O governo brasileiro e o representante comercial dos EUA mantêm negociações sobre a tarifa proposta por meio da Seção 301. O embaixador Jamieson Greer, que atua junto à USTR, sinalizou estar pronto para continuar o diálogo. A declaração ocorreu em Paris, onde Mauro Vieira participou de um evento da OCDE.
O ministro das Relações Exteriores, Mauro Vieira, informou que o governo brasileiro já forneceu todas as informações solicitadas pelas autoridades norte-americanas e que os argumentos apresentados não são considerados legítimos.
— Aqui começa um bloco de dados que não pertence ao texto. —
//! The arbiter daemon: a single process holding every kernel-style object
//! (processes, threads, events, mutexes, semaphores) for its clients and
//! arbitrating handle operations and waits over a Unix-socket protocol.
//!
//! Connection tasks only frame and decode; every decoded request is fed to
//! the one dispatcher task that owns the object graph, so all state
//! changes are serialized without any lock spanning a request.

#![deny(unused_must_use)]

#[macro_use]
extern crate log;

mod conn;
mod dispatch;

pub use self::conn::{serve_connection, ConnId, Event, Incoming};
pub use self::dispatch::Dispatcher;

use async_std::{os::unix::net::UnixListener, prelude::*, task};

/// Accept clients forever, one framing task per connection, all feeding
/// the dispatcher. Returns when the listener is closed.
pub async fn serve(listener: UnixListener) {
    let (events_tx, events_rx) = async_std::channel::unbounded();
    let dispatcher = task::spawn(Dispatcher::new().run(events_rx));
    let mut next_conn: ConnId = 0;
    let mut incoming = listener.incoming();
    while let Some(stream) = incoming.next().await {
        match stream {
            Ok(stream) => {
                next_conn += 1;
                task::spawn(serve_connection(next_conn, stream, events_tx.clone()));
            }
            Err(err) => warn!("accept failed: {}", err),
        }
    }
    drop(events_tx);
    dispatcher.await;
}
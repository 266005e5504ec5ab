#![deny(unused_must_use)]

extern crate log;

use std::io::Write;
use std::os::unix::io::FromRawFd;
use {async_std::os::unix::net::UnixListener, log::info, structopt::StructOpt};

#[derive(Debug, StructOpt)]
#[structopt()]
struct Opt {
    /// Decimal number of a pre-opened, listening Unix-socket descriptor.
    fd: i32,
}

#[async_std::main]
async fn main() {
    init_logger();

    let opt = Opt::from_args();
    if unsafe { libc::fcntl(opt.fd, libc::F_GETFD) } < 0 {
        eprintln!("arbiterd: fd {} is not an open descriptor", opt.fd);
        eprintln!("usage: arbiterd <listening-socket-fd>");
        std::process::exit(1);
    }
    // ownership of the descriptor passes to the listener
    let listener = unsafe { UnixListener::from_raw_fd(opt.fd) };
    info!("serving on fd {}", opt.fd);
    arbiterd::serve(listener).await;
}

/// init the env_logger
fn init_logger() {
    env_logger::builder()
        .format(|buf, record| {
            use env_logger::fmt::Color;
            use log::Level;

            let tid = async_std::task::current().id();
            let mut style = buf.style();
            match record.level() {
                Level::Trace => style.set_color(Color::Black).set_intense(true),
                Level::Debug => style.set_color(Color::White),
                Level::Info => style.set_color(Color::Green),
                Level::Warn => style.set_color(Color::Yellow),
                Level::Error => style.set_color(Color::Red).set_bold(true),
            };
            let level = style.value(record.level());
            writeln!(buf, "[{:>5}][{}] {}", level, tid, record.args())
        })
        .init();
}
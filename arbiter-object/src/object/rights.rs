use {
    crate::{ArbError, ArbResult},
    bitflags::bitflags,
    core::convert::TryFrom,
};

bitflags! {
    /// Rights are associated with handles and convey privileges to perform
    /// actions on the object the handle refers to. Every access through a
    /// handle is checked against its mask; a missing right fails with
    /// `ACCESS_DENIED` and is never silently downgraded.
    #[derive(Default)]
    pub struct Rights: u32 {
        /// Allows the handle to be used in wait requests.
        #[allow(clippy::identity_op)]
        const SYNCHRONIZE = 1 << 0;

        /// Allows state changes: event set/reset/pulse, mutex and
        /// semaphore release, thread suspend/resume.
        const MODIFY_STATE = 1 << 1;

        /// Allows process/thread information queries.
        const QUERY_INFO = 1 << 2;

        /// Allows terminating the process or thread.
        const TERMINATE = 1 << 3;

        /// Allows handle duplication; on a process handle, also allows
        /// duplicating handles *into* that process.
        const DUPLICATE = 1 << 4;

        /// Used to duplicate a handle with the same rights as the source.
        const SAME_RIGHTS = 1 << 31;

        /// SYNCHRONIZE | MODIFY_STATE | QUERY_INFO | DUPLICATE
        const DEFAULT_EVENT = Self::SYNCHRONIZE.bits | Self::MODIFY_STATE.bits
            | Self::QUERY_INFO.bits | Self::DUPLICATE.bits;

        /// SYNCHRONIZE | MODIFY_STATE | QUERY_INFO | DUPLICATE
        const DEFAULT_MUTEX = Self::DEFAULT_EVENT.bits;

        /// SYNCHRONIZE | MODIFY_STATE | QUERY_INFO | DUPLICATE
        const DEFAULT_SEMAPHORE = Self::DEFAULT_EVENT.bits;

        /// SYNCHRONIZE | QUERY_INFO | TERMINATE | DUPLICATE
        const DEFAULT_PROCESS = Self::SYNCHRONIZE.bits | Self::QUERY_INFO.bits
            | Self::TERMINATE.bits | Self::DUPLICATE.bits;

        /// SYNCHRONIZE | MODIFY_STATE | QUERY_INFO | TERMINATE | DUPLICATE
        const DEFAULT_THREAD = Self::DEFAULT_PROCESS.bits | Self::MODIFY_STATE.bits;
    }
}

impl TryFrom<u32> for Rights {
    type Error = ArbError;

    fn try_from(x: u32) -> ArbResult<Self> {
        Self::from_bits(x).ok_or(ArbError::INVALID_ARGS)
    }
}
use crate::object::ThreadId;
use crate::{ArbError, ArbResult};

/// Mutual-exclusion object with recursive ownership and abandonment.
///
/// States: free (`owner == None`, not abandoned), owned (recursive,
/// counted), abandoned (`owner == None`, flag set). The abandoned flag is
/// raised when the owning thread dies while holding the mutex and is
/// reported to exactly one subsequent acquirer.
pub struct MutexState {
    owner: Option<ThreadId>,
    recursion: u32,
    abandoned: bool,
}

impl MutexState {
    /// Create a new mutex, optionally owned by its creator.
    pub fn new(owner: Option<ThreadId>) -> Self {
        MutexState {
            owner,
            recursion: owner.map_or(0, |_| 1),
            abandoned: false,
        }
    }

    /// Current owner, if any.
    pub fn owner(&self) -> Option<ThreadId> {
        self.owner
    }

    /// Whether a wait by `tid` would be satisfied now: the mutex is free,
    /// or `tid` already owns it (recursive acquire).
    pub fn satisfiable(&self, tid: ThreadId) -> bool {
        match self.owner {
            None => true,
            Some(owner) => owner == tid,
        }
    }

    /// Acquire for `tid` as the consumption side effect of a satisfied
    /// wait. Returns `(was_abandoned, newly_owned)`; the abandoned flag is
    /// cleared here so it is observed exactly once.
    pub fn acquire(&mut self, tid: ThreadId) -> (bool, bool) {
        let was_abandoned = self.abandoned;
        self.abandoned = false;
        match self.owner {
            Some(owner) => {
                assert_eq!(owner, tid, "mutex acquired while owned by another thread");
                self.recursion += 1;
                (was_abandoned, false)
            }
            None => {
                self.owner = Some(tid);
                self.recursion = 1;
                (was_abandoned, true)
            }
        }
    }

    /// `ReleaseMutex` by `tid`. Fails with `NOT_OWNER` unless `tid` holds
    /// the mutex. Returns `true` when the mutex became free.
    pub fn release(&mut self, tid: ThreadId) -> ArbResult<bool> {
        if self.owner != Some(tid) {
            return Err(ArbError::NOT_OWNER);
        }
        self.recursion -= 1;
        if self.recursion == 0 {
            self.owner = None;
            Ok(true)
        } else {
            Ok(false)
        }
    }

    /// Owner death: drop ownership and flag the mutex abandoned.
    pub fn abandon(&mut self) {
        self.owner = None;
        self.recursion = 0;
        self.abandoned = true;
    }
}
O encontro ocorreu após a reunião entre os dois em Paris.
Diálogo com EUA sobre tarifa da Seção 301
Segundo a administração americana, a tarifa de 25% apontada pela Seção 301 seria aplicada a produtos brasileiros caso não haja revisão. A cobrança poderia entrar em vigor em 15 de julho, caso as negociações não avancem.
Além disso, os EUA apresentaram, na mesma rodada de medidas, uma segunda tarifa de 12,5% sobre diversas exportações de 60 países, incluindo o Brasil. A justificativa é relacionada ao uso de trabalho forçado nesses países, o que ampliaria o alcance das medidas.
Perspectiva brasileira e próximos passos
O governo brasileiro busca excluir o Brasil das tarifas, apresentando que não há fundamentos para as medidas. A discussão ocorre em meio a um cenário de tensão comercial entre Brasil e EUA, com impactos potenciais para exportações brasileiras.
O diálogo segue aberto, com ambos os lados enfatizando a importância de um acordo que preserve o fluxo comercial. A próxima rodada de conversas ainda não tem data confirmada.